=== WHAT YOU HAVE TO DO ===
In the data, extract each line that holds the string "JoinHandle".

★ ★ ★ ★

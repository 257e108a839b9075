//! Idle session sweeper.
//!
//! DESIGN
//! ======
//! Browsers that never sign out leave their `SessionStore` in the registry.
//! A background task periodically evicts stores whose cookie has not been
//! seen for the configured idle TTL. Dropping the last `Arc` also ends the
//! store's identity-event listener.

use std::time::Duration;

use tokio::task::JoinHandle;
use tokio::time::MissedTickBehavior;
use tracing::{debug, info};

use crate::state::SessionRegistry;

const DEFAULT_SWEEP_INTERVAL: Duration = Duration::from_secs(60);

/// Sweep cadence for a given idle TTL: never slower than once a minute.
#[must_use]
pub fn sweep_interval(ttl: Duration) -> Duration {
    (ttl / 2).clamp(Duration::from_secs(1), DEFAULT_SWEEP_INTERVAL)
}

/// Spawn the background sweeper. Returns a handle for shutdown.
pub fn spawn_session_sweeper(registry: SessionRegistry, ttl: Duration, every: Duration) -> JoinHandle<()> {
    info!(ttl_secs = ttl.as_secs(), every_ms = every.as_millis(), "session sweeper configured");
    tokio::spawn(async move {
        let mut ticker = tokio::time::interval(every);
        ticker.set_missed_tick_behavior(MissedTickBehavior::Skip);

        loop {
            ticker.tick().await;
            let evicted = registry.sweep_idle(ttl).await;
            if evicted > 0 {
                let remaining = registry.len().await;
                info!(evicted, remaining, "evicted idle sessions");
            } else {
                debug!("no idle sessions");
            }
        }
    })
}

#[cfg(test)]
#[path = "sweeper_test.rs"]
mod tests;
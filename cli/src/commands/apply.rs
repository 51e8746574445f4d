use anyhow::{Context, Result};
use k8s_openapi::api::core::v1::ConfigMap;
use parcel_core::kubernetes::config_maps::ConfigMaps;

use crate::cli::{Cli, ConfigMapArgs, OutputFormat};
use crate::commands::get::render_one;
use crate::sources::{collect_data, collect_labels};

pub async fn handle_create_command(
    config_maps: &ConfigMaps,
    args: &ConfigMapArgs,
    cli: &Cli,
) -> Result<()> {
    let labels = collect_labels(&args.labels)?;
    let data = collect_data(&args.literals, &args.files)?;

    let created = config_maps
        .create(&cli.namespace, &args.name, &labels, data)
        .await
        .with_context(|| format!("Could not create configmap/{}", args.name))?;

    report(&created, &args.name, "created", cli.output)
}

pub async fn handle_replace_command(
    config_maps: &ConfigMaps,
    args: &ConfigMapArgs,
    cli: &Cli,
) -> Result<()> {
    let labels = collect_labels(&args.labels)?;
    let data = collect_data(&args.literals, &args.files)?;

    let replaced = config_maps
        .replace(&cli.namespace, &args.name, &labels, data)
        .await
        .with_context(|| format!("Could not replace configmap/{}", args.name))?;

    report(&replaced, &args.name, "replaced", cli.output)
}

fn report(config_map: &ConfigMap, name: &str, verb: &str, format: OutputFormat) -> Result<()> {
    match format {
        OutputFormat::Table => println!("configmap/{name} {verb}"),
        OutputFormat::Json | OutputFormat::Yaml => {
            println!("{}", render_one(config_map, format)?);
        }
    }
    Ok(())
}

★ ★ ★ ★

=== RESULT OF THIS TASK ===
use tokio::task::JoinHandle;
pub fn spawn_session_sweeper(registry: SessionRegistry, ttl: Duration, every: Duration) -> JoinHandle<()> {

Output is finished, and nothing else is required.